Immigration minister Morten Bødskov, from the centre-left Social Democrats, is leading the nationwide move.
He has confirmed his intentions to end the practice, evoking imagery of Muslim-majority Islamabad to describe certain areas being swamped on a daily basis.
“The call to prayer should not be heard over Danish rooftops. It has no place in Denmark, and you shouldn’t be in any doubt whether you’ve ended up in a suburb of Islamabad when you walk around Denmark,” he told various news outlets.
This is the third time a Social Democratic minister has pursued such a measure, following similar efforts in 2020 and 2025. The Adhan, performed five times daily, is already restricted in some cities like Copenhagen under noise bylaws.

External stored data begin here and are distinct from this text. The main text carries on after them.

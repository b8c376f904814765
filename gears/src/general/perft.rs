use crate::general::board::Board;
use crate::search::Depth;
use std::collections::HashSet;
use std::fmt;
use std::fmt::{Display, Formatter};
use std::hash::{Hash, Hasher};
use std::time::{Duration, Instant};

#[derive(Copy, Clone, Debug)]
pub struct PerftRes {
    pub time: Duration,
    pub nodes: u64, // Can't use NodesLimit because it's possible to have 0 leafs at the given depth
    pub depth: Depth,
}

impl Display for PerftRes {
    fn fmt(&self, f: &mut Formatter<'_>) -> fmt::Result {
        write!(
            f,
            "info depth {depth} nodes {nodes} time {time} nps {nps}",
            depth = self.depth.get(),
            nodes = self.nodes,
            time = self.time.as_millis(),
            nps = self.nodes * 1_000_000 / self.time.as_micros() as u64
        )
    }
}

#[derive(Debug)]
pub struct SplitPerftRes<B: Board> {
    pub perft_res: PerftRes,
    pub children: Vec<(B::Move, u64)>,
}

impl<B: Board> Display for SplitPerftRes<B> {
    fn fmt(&self, f: &mut Formatter<'_>) -> fmt::Result {
        write!(
            f,
            "info depth {depth} nodes {nodes} time {time} nps {nps}",
            depth = self.perft_res.depth.get(),
            nodes = self.perft_res.nodes,
            time = self.perft_res.time.as_millis(),
            nps = self.perft_res.nodes * 1_000_000 / self.perft_res.time.as_micros() as u64
        )?;
        for child in &self.children {
            write!(f, "\n{0}\t{1}", child.0, child.1)?;
        }
        Ok(())
    }
}

fn do_perft<B: Board>(depth: usize, pos: B) -> u64 {
    let mut nodes = 0;
    if depth == 1 {
        return pos.legal_moves_slow().into_iter().count() as u64;
    }
    // if pos.game_result_no_movegen().is_some() {
    //     return 0; // the game is over (e.g. 50mr)
    // }
    for mov in pos.pseudolegal_moves() {
        if let Some(new_pos) = pos.make_move(mov) {
            nodes += do_perft(depth - 1, new_pos);
        }
    }
    // no need to handle the case of no legal moves, since we already return 0.
    nodes
}

pub fn perft<B: Board>(depth: Depth, pos: B) -> PerftRes {
    let depth = depth.min(B::max_perft_depth());
    let start = Instant::now();
    let nodes = if depth.get() == 0 {
        1
    } else {
        do_perft(depth.get(), pos)
    };
    let time = start.elapsed();

    PerftRes { time, nodes, depth }
}

pub fn split_perft<B: Board>(depth: Depth, pos: B) -> SplitPerftRes<B> {
    assert!(depth.get() > 0);
    let depth = depth.min(B::max_perft_depth());
    let mut nodes = 0;
    let start = Instant::now();
    let mut children = vec![];
    for mov in pos.pseudolegal_moves() {
        if let Some(new_pos) = pos.make_move(mov) {
            let child_nodes = if depth.get() == 1 {
                1
            } else {
                do_perft(depth.get() - 1, new_pos)
            };
            children.push((mov, child_nodes));
            nodes += child_nodes;
        }
    }
    let time = start.elapsed();
    children.sort_by(|a, b| a.0.to_string().cmp(&b.0.to_string()));
    let perft_res = PerftRes { time, nodes, depth };
    SplitPerftRes {
        perft_res,
        children,
    }
}

pub fn perft_for<B: Board>(depth: Depth, positions: &[B]) -> PerftRes {
    let mut res = PerftRes {
        time: Duration::default(),
        nodes: 0,
        depth,
    };
    for pos in positions {
        let depth = if depth.get() == 0 || depth >= B::max_perft_depth() {
            pos.default_perft_depth()
        } else {
            depth
        };
        let this_res = perft(depth, *pos);
        res.time += this_res.time;
        res.nodes += this_res.nodes;
        res.depth = res.depth.max(this_res.depth);
    }
    res
}

#[derive(Debug, Clone, Eq, PartialEq)]
struct PerftState<B: Board> {
    pos: B,
    moves: Vec<B::Move>,
}

#[derive(Debug, Eq, PartialEq, Clone)]
pub struct PosIter<B: Board> {
    depth: Depth,
    states: Vec<PerftState<B>>,
    only_leaves: bool,
}

impl<B: Board> Iterator for PosIter<B> {
    type Item = B;

    fn next(&mut self) -> Option<Self::Item> {
        if self.states.is_empty() {
            None
        } else if self.depth.get() == 0 {
            Some(self.states.pop()?.pos)
        } else if self.depth.get() == 1 {
            let s = self.states.last_mut().unwrap();
            let Some(m) = s.moves.pop() else {
                self.states.pop();
                self.depth += 1;
                return self.next();
            };
            let Some(new_pos) = s.pos.make_move(m) else {
                return self.next();
            };
            Some(new_pos)
        } else {
            let s = self.states.last_mut().unwrap();
            let Some(m) = s.moves.pop() else {
                self.states.pop();
                self.depth += 1;
                return self.next();
            };
            let Some(new_pos) = s.pos.make_move(m) else {
                return self.next();
            };
            let new_state = PerftState {
                pos: new_pos,
                moves: new_pos.pseudolegal_moves().into_iter().collect(),
            };
            self.states.push(new_state);
            self.depth -= 1;
            if self.only_leaves {
                self.next()
            } else {
                Some(new_pos)
            }
        }
    }
}

pub fn all_positions_at<B: Board>(depth: Depth, pos: B) -> PosIter<B> {
    let state = PerftState {
        pos,
        moves: pos.pseudolegal_moves().into_iter().collect(),
    };
    PosIter {
        depth,
        states: vec![state],
        only_leaves: false,
    }
}

#[derive(Debug, Eq, PartialEq)]
struct HashWrapper<B: Board>(B);

impl<B: Board> Hash for HashWrapper<B> {
    fn hash<H: Hasher>(&self, state: &mut H) {
        state.write_u64(self.0.zobrist_hash().0);
        // state.write_u64(0);
    }
}

pub fn num_unique_positions_at<B: Board>(depth: Depth, pos: B) -> usize {
    let mut set = all_positions_at(depth, pos)
        .map(|b| HashWrapper(b))
        .collect::<HashSet<_>>();
    set.insert(HashWrapper(pos));
    set.len()
}
//! Core data model: engine configuration, openings, and completed-match
//! records. Grounded on `gears::GameOverReason`/`AdjudicationReason`
//! (`gears/src/lib.rs`), extended with the termination kinds the
//! distilled spec requires that the teacher's two-variant enum doesn't
//! distinguish (stalled engines, disconnects, user interrupts).

use crate::time_control::TimeControl;
use std::time::{Duration, SystemTime};

/// Which protocol dialect an engine speaks on its stdin/stdout pipe.
#[derive(Debug, Copy, Clone, Eq, PartialEq)]
pub enum Protocol {
    Uci,
    Ugi,
}

/// Everything needed to spawn and configure one engine for a match.
/// Cloned once per worker thread's engine cache entry (see
/// `engine_cache.rs`); never shared behind a `Mutex` across threads.
#[derive(Debug, Clone)]
pub struct EngineConfig {
    pub display_name: String,
    pub cmd: String,
    pub dir: Option<String>,
    pub args: Vec<String>,
    pub proto: Protocol,
    pub tc: TimeControl,
    pub time_margin: Duration,
    pub fixed_move_time: Option<Duration>,
    pub nodes: Option<u64>,
    pub depth: Option<u32>,
    pub options: Vec<(String, String)>,
    /// File each engine's stderr is redirected to, named after
    /// `display_name` following the teacher's `{name}_stderr.log`
    /// convention (`player.rs::build_engine`).
    pub log_name: String,
    pub restart: bool,
}

/// A starting position shared by both games of a round.
#[derive(Debug, Clone)]
pub struct Opening {
    pub id: usize,
    pub fen: String,
    pub moves: Vec<String>,
}

/// A single recorded ply, including whatever diagnostic info the engine
/// volunteered via `info` lines. These fields are optional because
/// adjudicator-terminated or human-originated moves may lack them.
#[derive(Debug, Clone)]
pub struct MoveRecord {
    pub mov: String,
    pub time_taken: Duration,
    pub score_cp: Option<i64>,
    pub score_mate: Option<i32>,
    pub depth: Option<u32>,
    pub seldepth: Option<u32>,
    pub nodes: Option<u64>,
    pub nps: Option<u64>,
    pub hashfull: Option<u32>,
    pub tbhits: Option<u64>,
    /// Wall-clock time taken minus the engine's own self-reported `time`,
    /// i.e. communication/process overhead on top of the engine's search.
    pub latency: Option<Duration>,
    /// The mover's clock remaining after this move was charged.
    pub time_left: Option<Duration>,
    pub pv: Vec<String>,
}

/// The seven ways a match can end. `Normal` covers checkmate/stalemate/
/// draw-by-rule; everything else is an early, non-rules-based stop.
#[derive(Debug, Copy, Clone, Eq, PartialEq)]
pub enum Termination {
    Normal,
    Adjudication,
    Timeout,
    Disconnect,
    Stall,
    IllegalMove,
    Interrupt,
}

impl Termination {
    /// Matches `gears::output::pgn`'s tag strings plus the new kinds.
    pub fn pgn_string(self, detail: Option<&str>) -> String {
        match self {
            Termination::Normal => "normal".to_string(),
            Termination::Adjudication => {
                detail.map(str::to_string).unwrap_or_else(|| "adjudication".to_string())
            }
            Termination::Timeout => "time forfeit".to_string(),
            Termination::Disconnect => "abandoned".to_string(),
            Termination::Stall => "emergency".to_string(),
            Termination::IllegalMove => "rules infraction".to_string(),
            Termination::Interrupt => "abandoned".to_string(),
        }
    }
}

/// Outcome of a finished game from white's perspective.
#[derive(Debug, Copy, Clone, Eq, PartialEq)]
pub enum GameResult {
    WhiteWin,
    BlackWin,
    Draw,
}

impl GameResult {
    pub fn to_canonical_string(self) -> &'static str {
        match self {
            GameResult::WhiteWin => "1-0",
            GameResult::BlackWin => "0-1",
            GameResult::Draw => "1/2-1/2",
        }
    }
}

/// A fully played, fully recorded game. This is what the output funnel
/// hands to the archive writer and the scoreboard.
#[derive(Debug, Clone)]
pub struct MatchData {
    pub round_id: usize,
    pub game_id: usize,
    pub white: String,
    pub black: String,
    pub opening: Opening,
    pub result: GameResult,
    pub termination: Termination,
    pub termination_detail: Option<String>,
    pub moves: Vec<MoveRecord>,
    pub start_time: SystemTime,
    pub end_time: SystemTime,
    pub event: String,
    pub site: String,
}

/// Identifies an unordered pair of engines for scoreboard bookkeeping.
/// Always constructed with the lexicographically smaller name first so
/// that `(a, b)` and `(b, a)` hash identically (distilled spec's "Names
/// are unique per tournament" invariant, `player.rs`'s `make_name_unique`).
#[derive(Debug, Clone, Eq, PartialEq, Hash, PartialOrd, Ord)]
pub struct PairKey(pub String, pub String);

impl PairKey {
    pub fn new(a: &str, b: &str) -> (Self, bool) {
        if a <= b {
            (PairKey(a.to_string(), b.to_string()), false)
        } else {
            (PairKey(b.to_string(), a.to_string()), true)
        }
    }
}
//! Round-robin pairing generator. Grounded on
//! `original_source/app/src/matchmaking/tournament/roundrobin/roundrobin.cpp`'s
//! `create()`/`createMatch()`: every unordered pair of engines plays
//! `rounds * games` times, colors alternate by game parity unless
//! `noswap` is set, and `reverse` flips that alternation; both games of a
//! round share the same opening.

use std::sync::Mutex;

/// One scheduled game: which two (0-based) engine indices play, in which
/// color assignment, on which opening, tagged with round/game ids for
/// archival and pentanomial pairing.
#[derive(Debug, Clone, Copy, PartialEq, Eq)]
pub struct Pairing {
    pub round_id: usize,
    pub game_id: usize,
    pub white: usize,
    pub black: usize,
    pub opening_id: usize,
}

pub struct PairingGenerator {
    num_engines: usize,
    rounds: usize,
    games_per_encounter: usize,
    noswap: bool,
    reverse: bool,
    num_openings: usize,
    state: Mutex<GenState>,
}

struct GenState {
    next_game_id: usize,
}

impl PairingGenerator {
    pub fn new(
        num_engines: usize,
        rounds: usize,
        games_per_encounter: usize,
        noswap: bool,
        reverse: bool,
        num_openings: usize,
    ) -> Self {
        Self {
            num_engines,
            rounds,
            games_per_encounter,
            noswap,
            reverse,
            num_openings: num_openings.max(1),
            state: Mutex::new(GenState { next_game_id: 0 }),
        }
    }

    pub fn total(&self) -> usize {
        let pairs = self.num_engines * self.num_engines.saturating_sub(1) / 2;
        pairs * self.rounds * self.games_per_encounter
    }

    fn pairing_for_game_id(&self, game_id: usize) -> Option<Pairing> {
        if game_id >= self.total() {
            return None;
        }
        let per_round_pair = self.games_per_encounter;
        let pairs_per_round = self.num_engines * self.num_engines.saturating_sub(1) / 2;
        let games_per_round = pairs_per_round * per_round_pair;
        let round_id = game_id / games_per_round;
        let within_round = game_id % games_per_round;
        let pair_index = within_round / per_round_pair;
        let game_in_pair = within_round % per_round_pair;

        let (first, second) = unordered_pair(pair_index, self.num_engines)?;
        let (mut white, mut black) = (first, second);
        if game_in_pair % 2 == 0 && !self.noswap {
            std::mem::swap(&mut white, &mut black);
        }
        if self.reverse {
            std::mem::swap(&mut white, &mut black);
        }
        Some(Pairing {
            round_id,
            game_id,
            white,
            black,
            opening_id: round_id % self.num_openings,
        })
    }

    /// Pops the next pairing to run, mutex-guarded so many worker threads
    /// can call this concurrently (`roundrobin.cpp`'s `game_gen_mutex_`).
    pub fn next(&self) -> Option<Pairing> {
        let mut state = self.state.lock().unwrap();
        let game_id = state.next_game_id;
        let pairing = self.pairing_for_game_id(game_id)?;
        state.next_game_id += 1;
        Some(pairing)
    }
}

/// The `pair_index`-th unordered pair out of `n` engines in lexicographic
/// order: (0,1), (0,2), ..., (0,n-1), (1,2), ...
fn unordered_pair(mut pair_index: usize, n: usize) -> Option<(usize, usize)> {
    for i in 0..n {
        let remaining = n - i - 1;
        if pair_index < remaining {
            return Some((i, i + 1 + pair_index));
        }
        pair_index -= remaining;
    }
    None
}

According to the London Daily Telegraph, the attempt to ban the prayer might be easier said than done as Danish legal hurdles exist casting freedom of religion is a legal guarantee.
Exceptions are granted, like bans on anti-democratic preaching and funding from prohibited groups. Germany and Britain already limit the times when a mosque may broadcast a call to prayer, and enforce volume limits so as to not disturb other non-Muslim citizens.
France has also experienced public push-back against the practice.
The call to prayer known in Arabic as the adhan, has been translated by the BBC as “God is great, there is no God but Allah. Muhammad is the messenger of Allah. Come to prayer.”
However, many argue this is a deliberate mistranslation, as the phrase “Allahu akbar” would be more accurately rendered as “[our] God is greater” instead of “God is great.”
As Breitbart News has noted, charities like Christian Concern have therefore argued the Islamic call to prayer should not be compared to, for example, the ringing of church bells, because it is “not prayer directed to Allah, but a public declaration that Allah is God and that Muhammad is his messenger.”
In other words, it is an assertion of religious superiority.